MORGANTOWN – The House of Delegates passed its version of the personal income tax reduction and elimination plan Monday and sent it to the Senate. The House also adopted an amendment for a scaled-down, cheaper version of the Senate intermediate appeals court bill and will vote on it today.
Crossover Day is Wednesday and the bills containing the governor’s very different plan haven’t moved so this is the only framework still alive as the end of the session – April 10 – draws near.
As Delegate Mick Bates, D-Raleigh, pointed out during discussion of one of his two failed amendments, the Senate will either let the bill sit idle or load it up with offsetting tax hikes to resemble the governor’s bill and send it back to the House where it would die.
HB 3300 would start Jan. 1, 2022. Each income tax bracket would see a tax-rate reduction. At the same time, the state tax commissioner would look at tax year 2021 collections and use that figure to reduce tax year 2023 collections by $150 million and calculate tax year 2023 rates accordingly.
That process will continue in subsequent years – calculating new rates for the coming year based on prior-year revenue – until the income tax is phased out.
But the plan also includes an accelerator: The Income Tax Reduction Fund (ITR Fund), which would start receiving money July 1, 2022. Additional revenue from a variety of existing taxes would be channeled into the fund, which is intended as a safeguard against economic downturns.
When the ITR Fund reaches $400 million, $100 million would be transferred from it into the General Fund. This also triggers a new calculation of the tax-rate reduction based on reducing income tax revenue by $250 million.
Finance chair Eric Householder, R-Berkely, offered an amendment approved by the body to eliminate the so-called marriage penalty – which imposes a higher tax on a married couple than on the same two people filing separately – and moved the IRF start date from Jan. 1 to July 1 to correspond to the start of Fiscal Year 2023.
One of Bates’ failed amendments would have devoted any future tax revenue from the sale of non-medical adult-use marijuana to the IRF. He called it his POT bucket. “This is your chance to support raising new revenue and not raising taxes,” he said.
The other would have restructured the plan to more resemble a version that overwhelmingly passed the House last year but died in the Senate.

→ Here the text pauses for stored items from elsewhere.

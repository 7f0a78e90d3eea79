use std::sync::{Arc, RwLock};

use ahash::AHashMap;
use chrono::Duration;
use uuid::Uuid;

use crate::clock::Clock;
use crate::error::{AlertCoreError, AlertCoreResult};
use crate::labels::LabelSet;
use crate::silence::silence::{apply_modification, Silence, SilenceStatus};

/// In-memory silence catalog (spec §4.5). All operations take the writer
/// lock except `mutes`/`get`/`all`, which take only the reader lock. Time is
/// obtained through the injected [`Clock`] so expiration, GC, and
/// modification-rule boundaries are deterministic under test.
pub struct SilenceState {
    clock: Arc<dyn Clock>,
    silences: RwLock<AHashMap<Uuid, Silence>>,
}

impl SilenceState {
    pub fn new(clock: Arc<dyn Clock>) -> Self {
        Self {
            clock,
            silences: RwLock::new(AHashMap::new()),
        }
    }

    /// Inserts or replaces `proposed`, applying the modification rules of
    /// spec §3 against the previous version (if any). `updated_at` is
    /// always set to `now()`.
    pub fn set(&self, proposed: Silence) -> AlertCoreResult<Silence> {
        let now = self.clock.now();
        let mut guard = self.silences.write().unwrap();
        let existing = guard.get(&proposed.id).cloned();
        let normalized = apply_modification(existing.as_ref(), proposed, now)?;
        guard.insert(normalized.id, normalized.clone());
        Ok(normalized)
    }

    /// Models deletion as setting `ends_at := max(now, starts_at)` (spec
    /// §3). An already-expired silence cannot be "deleted" again.
    pub fn delete(&self, id: Uuid) -> AlertCoreResult<Silence> {
        let now = self.clock.now();
        let mut guard = self.silences.write().unwrap();
        let existing = guard
            .get(&id)
            .cloned()
            .ok_or_else(|| AlertCoreError::NotFound(format!("silence {id}")))?;

        if existing.status(now) == SilenceStatus::Expired {
            return Err(AlertCoreError::Invalid(format!("silence {id} is already expired")));
        }

        let mut proposed = existing.clone();
        proposed.ends_at = if now < existing.starts_at { existing.starts_at } else { now };
        let normalized = apply_modification(Some(&existing), proposed, now)?;
        guard.insert(normalized.id, normalized.clone());
        Ok(normalized)
    }

    pub fn get(&self, id: Uuid) -> AlertCoreResult<Silence> {
        self.silences
            .read()
            .unwrap()
            .get(&id)
            .cloned()
            .ok_or_else(|| AlertCoreError::NotFound(format!("silence {id}")))
    }

    pub fn all(&self) -> Vec<Silence> {
        self.silences.read().unwrap().values().cloned().collect()
    }

    /// Returns the id of the first active silence whose matchers all match
    /// `labels` (spec §4.5).
    pub fn mutes(&self, labels: &LabelSet) -> (bool, Option<Uuid>) {
        let now = self.clock.now();
        let guard = self.silences.read().unwrap();
        for silence in guard.values() {
            if silence.mutes(labels, now) {
                return (true, Some(silence.id));
            }
        }
        (false, None)
    }

    /// Removes silences whose `ends_at < now - retention` (spec §4.5/§4.7).
    pub fn gc(&self, retention: Duration) {
        let now = self.clock.now();
        let cutoff = now - retention;
        self.silences.write().unwrap().retain(|_, s| s.ends_at >= cutoff);
    }

    /// Replaces the entire map; used by snapshot load (`crate::gc`). Not
    /// part of the spec's public operation set, so it is crate-visible
    /// only.
    pub(crate) fn replace_all(&self, silences: AHashMap<Uuid, Silence>) {
        *self.silences.write().unwrap() = silences;
    }

    /// Applies `candidate` under `id` iff no local entry exists or the
    /// local entry's `updated_at` is strictly older (spec §4.6
    /// `merge_delta`/`merge_complete`: "strict `<` on `updated_at`").
    /// Returns whether the candidate was applied.
    pub(crate) fn merge_if_newer(&self, id: Uuid, candidate: &Silence) -> bool {
        let mut guard = self.silences.write().unwrap();
        match guard.get(&id) {
            Some(existing) if existing.updated_at >= candidate.updated_at => false,
            _ => {
                guard.insert(id, candidate.clone());
                true
            }
        }
    }
}
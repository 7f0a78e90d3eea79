use chrono::{DateTime, Duration, Utc};
use serde::{Deserialize, Serialize};
use uuid::Uuid;

use crate::error::{AlertCoreError, AlertCoreResult};
use crate::labels::LabelSet;
use crate::matcher::MatcherList;

/// One second of slack either side of a timestamp comparison, used
/// throughout the modification rules (spec §3) to treat a client's
/// round-tripped timestamp as "unchanged".
const MODIFICATION_TOLERANCE: Duration = Duration::seconds(1);

/// A user-created suppression record (spec §3 "Silence"). `state()` is
/// always *computed* from `(starts_at, ends_at, now)`; it is never stored.
#[derive(Debug, Clone, PartialEq, Serialize, Deserialize)]
pub struct Silence {
    pub id: Uuid,
    pub matchers: MatcherList,
    pub starts_at: DateTime<Utc>,
    pub ends_at: DateTime<Utc>,
    pub created_at: DateTime<Utc>,
    pub updated_at: DateTime<Utc>,
    pub created_by: String,
    pub comment: String,
}

#[derive(Debug, Clone, Copy, PartialEq, Eq)]
pub enum SilenceStatus {
    Pending,
    Active,
    Expired,
}

impl Silence {
    pub fn status(&self, now: DateTime<Utc>) -> SilenceStatus {
        if now < self.starts_at {
            SilenceStatus::Pending
        } else if now < self.ends_at {
            SilenceStatus::Active
        } else {
            SilenceStatus::Expired
        }
    }

    /// A silence mutes `labels` iff it is `Active` at `now` and every
    /// matcher matches (spec §3).
    pub fn mutes(&self, labels: &LabelSet, now: DateTime<Utc>) -> bool {
        self.status(now) == SilenceStatus::Active && self.matchers.matches(labels)
    }

    pub fn validate(&self) -> AlertCoreResult<()> {
        if self.matchers.is_empty() {
            return Err(AlertCoreError::Invalid("silence matchers must not be empty".to_string()));
        }
        if self.starts_at > self.ends_at {
            return Err(AlertCoreError::Invalid("silence starts_at must not be after ends_at".to_string()));
        }
        Ok(())
    }
}

fn close_enough(a: DateTime<Utc>, b: DateTime<Utc>) -> bool {
    (a - b).num_milliseconds().abs() <= MODIFICATION_TOLERANCE.num_milliseconds()
}

/// Validates and normalizes a proposed silence against the silence it would
/// replace, applying the modification rules of spec §3, and returns the
/// normalized record with `updated_at` set to `now`. `existing = None`
/// means `proposed` is a brand-new silence.
pub fn apply_modification(existing: Option<&Silence>, mut proposed: Silence, now: DateTime<Utc>) -> AlertCoreResult<Silence> {
    match existing {
        None => {
            if proposed.starts_at < now {
                if close_enough(proposed.starts_at, now) {
                    proposed.starts_at = now;
                } else {
                    return Err(AlertCoreError::Invalid("new silence must not start in the past".to_string()));
                }
            }
        }
        Some(existing) => {
            if existing.id != proposed.id {
                return Err(AlertCoreError::Invalid("modification must preserve silence id".to_string()));
            }
            if existing.matchers != proposed.matchers {
                return Err(AlertCoreError::Invalid("silence matchers may not change".to_string()));
            }

            if close_enough(existing.starts_at, proposed.starts_at) {
                proposed.starts_at = existing.starts_at;
            } else {
                if existing.status(now) == SilenceStatus::Active {
                    return Err(AlertCoreError::Invalid("an active silence's start time may not be changed".to_string()));
                }
                if proposed.starts_at < now {
                    return Err(AlertCoreError::Invalid("start time may not be moved into the past".to_string()));
                }
            }

            if close_enough(existing.ends_at, proposed.ends_at) {
                proposed.ends_at = existing.ends_at;
            } else {
                if existing.status(now) == SilenceStatus::Expired {
                    return Err(AlertCoreError::Invalid("an expired silence's end time may not be changed".to_string()));
                }
                if proposed.ends_at < now {
                    return Err(AlertCoreError::Invalid("end time may not be moved into the past".to_string()));
                }
            }
        }
    }

    proposed.validate()?;
    proposed.updated_at = now;
    Ok(proposed)
}
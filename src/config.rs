use std::time::Duration as StdDuration;

use ahash::AHashMap;
use chrono::Duration;
use serde::{Deserialize, Serialize};

use crate::error::{AlertCoreError, AlertCoreResult};
use crate::inhibit::{InhibitRule, RuleIndexOptions};
use crate::matcher::{Matcher, MatcherKind, MatcherList};

/// A rule's matcher lists as configured, accepting the new list-of-matchers
/// form alongside the two legacy map forms (spec §9): `equals` (map of
/// name -> literal value, implicit `Eq`) and `matches` (map of name ->
/// regex, implicit `Regex`). All three may be combined; normalization
/// concatenates them into one `MatcherList`.
#[derive(Debug, Clone, Default, Serialize, Deserialize)]
pub struct MatcherSetConfig {
    #[serde(default)]
    pub matchers: Vec<MatcherTriple>,
    #[serde(default)]
    pub equals: AHashMap<String, String>,
    #[serde(default)]
    pub matches: AHashMap<String, String>,
}

#[derive(Debug, Clone, Serialize, Deserialize)]
pub struct MatcherTriple {
    pub name: String,
    pub value: String,
    pub kind: MatcherKind,
}

impl MatcherSetConfig {
    /// Normalizes to the list form (spec §9: "normalized to the list form
    /// at load"). Order is: explicit matchers, then `equals`, then
    /// `matches`; within a map, iteration order is unspecified but every
    /// entry is a standalone conjunction term so order carries no meaning.
    pub fn normalize(&self) -> AlertCoreResult<MatcherList> {
        let mut out = Vec::with_capacity(self.matchers.len() + self.equals.len() + self.matches.len());
        for triple in &self.matchers {
            out.push(Matcher::new(triple.name.clone(), triple.value.clone(), triple.kind)?);
        }
        for (name, value) in &self.equals {
            out.push(Matcher::new(name.clone(), value.clone(), MatcherKind::Eq)?);
        }
        for (name, pattern) in &self.matches {
            out.push(Matcher::new(name.clone(), pattern.clone(), MatcherKind::Regex)?);
        }
        Ok(MatcherList::new(out))
    }
}

/// One inhibition rule as configured (spec §3/§9), before normalization
/// into an `InhibitRule`.
#[derive(Debug, Clone, Default, Serialize, Deserialize)]
pub struct InhibitRuleConfig {
    #[serde(default)]
    pub name: Option<String>,
    #[serde(default)]
    pub source: MatcherSetConfig,
    #[serde(default)]
    pub target: MatcherSetConfig,
    #[serde(default)]
    pub equal_labels: Vec<String>,
}

impl InhibitRuleConfig {
    /// Parses a single rule from its JSON representation (spec §6
    /// "Configuration input" — rule config arrives as bytes from an
    /// external collaborator; parsing them is in scope even though loading
    /// them from a file is not).
    pub fn from_json(text: &str) -> AlertCoreResult<Self> {
        serde_json::from_str(text).map_err(|err| AlertCoreError::Invalid(format!("invalid rule config: {err}")))
    }

    /// Builds and validates the runtime `InhibitRule`, rejecting a
    /// duplicate equal-label name, empty target matchers, or an
    /// unparseable regex before the rule reaches the engine (spec §9 "Rule
    /// validation at load time").
    pub fn build(&self) -> AlertCoreResult<InhibitRule> {
        let mut seen = ahash::AHashSet::new();
        for name in &self.equal_labels {
            if !seen.insert(name.as_str()) {
                return Err(AlertCoreError::Invalid(format!(
                    "rule {}: duplicate equal-label {name:?}",
                    self.name.as_deref().unwrap_or("<unnamed>")
                )));
            }
        }

        let source = self.source.normalize()?;
        let target = self.target.normalize()?;
        InhibitRule::new(self.name.clone(), source, target, self.equal_labels.clone())
    }
}

/// Crate-wide runtime options (spec §4.2 rule index thresholds, §4.7 GC
/// cadence and silence retention). Loaded once at startup; changing any of
/// these means rebuilding the engine/scheduler, not mutating it live.
#[derive(Debug, Clone, Serialize, Deserialize)]
pub struct RuntimeConfig {
    pub rule_index: RuleIndexOptionsConfig,
    /// How long a resolved/expired silence or alert lingers before GC
    /// reclaims it.
    pub silence_retention_secs: i64,
    /// Cadence of the silence-state and source-cache GC sweeps.
    pub gc_interval_secs: u64,
}

#[derive(Debug, Clone, Copy, Serialize, Deserialize)]
pub struct RuleIndexOptionsConfig {
    pub min_rules_for_index: usize,
    pub max_matcher_overlap_ratio: f64,
}

impl From<RuleIndexOptionsConfig> for RuleIndexOptions {
    fn from(cfg: RuleIndexOptionsConfig) -> Self {
        RuleIndexOptions {
            min_rules_for_index: cfg.min_rules_for_index,
            max_matcher_overlap_ratio: cfg.max_matcher_overlap_ratio,
        }
    }
}

impl Default for RuntimeConfig {
    fn default() -> Self {
        let defaults = RuleIndexOptions::default();
        Self {
            rule_index: RuleIndexOptionsConfig {
                min_rules_for_index: defaults.min_rules_for_index,
                max_matcher_overlap_ratio: defaults.max_matcher_overlap_ratio,
            },
            silence_retention_secs: Duration::hours(120).num_seconds(),
            gc_interval_secs: 15 * 60,
        }
    }
}

impl RuntimeConfig {
    /// Parses runtime options from their JSON representation, same
    /// rationale as `InhibitRuleConfig::from_json`.
    pub fn from_json(text: &str) -> AlertCoreResult<Self> {
        serde_json::from_str(text).map_err(|err| AlertCoreError::Invalid(format!("invalid runtime config: {err}")))
    }

    pub fn validate(&self) -> AlertCoreResult<()> {
        if self.silence_retention_secs < 0 {
            return Err(AlertCoreError::Invalid("silence_retention_secs must not be negative".to_string()));
        }
        if !(0.0..=1.0).contains(&self.rule_index.max_matcher_overlap_ratio) {
            return Err(AlertCoreError::Invalid("max_matcher_overlap_ratio must be within [0, 1]".to_string()));
        }
        Ok(())
    }

    pub fn silence_retention(&self) -> Duration {
        Duration::seconds(self.silence_retention_secs)
    }

    pub fn gc_interval(&self) -> StdDuration {
        StdDuration::from_secs(self.gc_interval_secs)
    }
}
mod gossip;
mod silence;
mod state;

pub use gossip::{Delta, GossipTransport, SilenceGossipAdapter, DEFAULT_MAX_CHUNK_BYTES};
pub use silence::{Silence, SilenceStatus};
pub use state::SilenceState;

Gov. Jim Justice’s plan eliminates 60% of the personal income tax starting Jan. 1, 2022, and replaces most of the lost revenue with a variety of tax hikes: the sales tax; booze, smokes and soda; a luxury tax among them. His plan would reduce state tax revenue by about $1.035 billion and he proposes another $52 million in rebate for low-income households. The hikes would bring in about $902.6 million.
The House also rejected an amendment led by Delegate John Doyle, D-Jefferson, to limit the income tax cut to a one-year trial, with a $150 across-the-board cut for every taxpayer.
Doyle argued the amendment would let average wage earners keep more of their paychecks – $150 compared to $14 in the bill as is – and avoid any uncertainties regarding the American Rescue Plan’s ban on using federal COVID relief money to offset tax cuts. The amendment would be a trial run, essentially.
Bill opponents have argued that four years out, the House plan, with nothing but hoped-for growth to offset losses, could leave a budget hole of $600 million or more.
Minority leader Doug Skaff, D-Kanawha, pointed out there were only 12 days left in the session while the American Rescue Plan rules won’t be out for another 45 days.
Eliminating the income tax is a good idea, he said. “I want to do away with it, too. I question why now, why today.”
He suggested letting the bills die and forming a bipartisan work group to craft something over the summer.
Householder called the bill a “new green deal.” It offers tax relief for all without raising taxes or shifting the tax burden, and it controls spending growth.
HB 3300 passed 77-23 and heads to the Senate. Bates voted for it; two Republicans voted against it.
Intermediate court bill
The House formally adopted the Judiciary and Finance Committee amendments to SB 275, the Senate’s intermediate appeals court bill, which was on second reading.
The amendments reduce the size of the court from six judges to three and trim the startup cost from about $7.9 million to $3.6 million. Annual cost thereafter would fall from about $5.7 million to $2.1 million.
Skaff proposed another amendment that would delay launching the court until each of the state’s 31 judicial circuits have a family drug court, saying addressing the drug crisis is more important.
Delegate Lisa Zuloff, D-Marshall, supported the proposal, saying 303 of the Supreme Court’s 790 appeals were abuse and neglect cases.
Judiciary chair Moore Capito, R-Kanawha, argued Skaff’s proposal would guarantee the intermediate court would never happen. But the House version of the bill devotes all of the revenue from the $200 intermediate court filing fee to the Ryan Brown Addiction Prevention and Recovery Fund.
The amendment failed in a 28-72 vote. A Bates amendment also failed. The House then adopted the committee version in a divided voice vote. SB 275 is on third reading for passage today.
The House also adopted by voice vote SCR 14, which provides for the creation of a Suffragist Memorial Committee to develop a West Virginia Women’s Suffrage Memorial to be located on the Capitol grounds.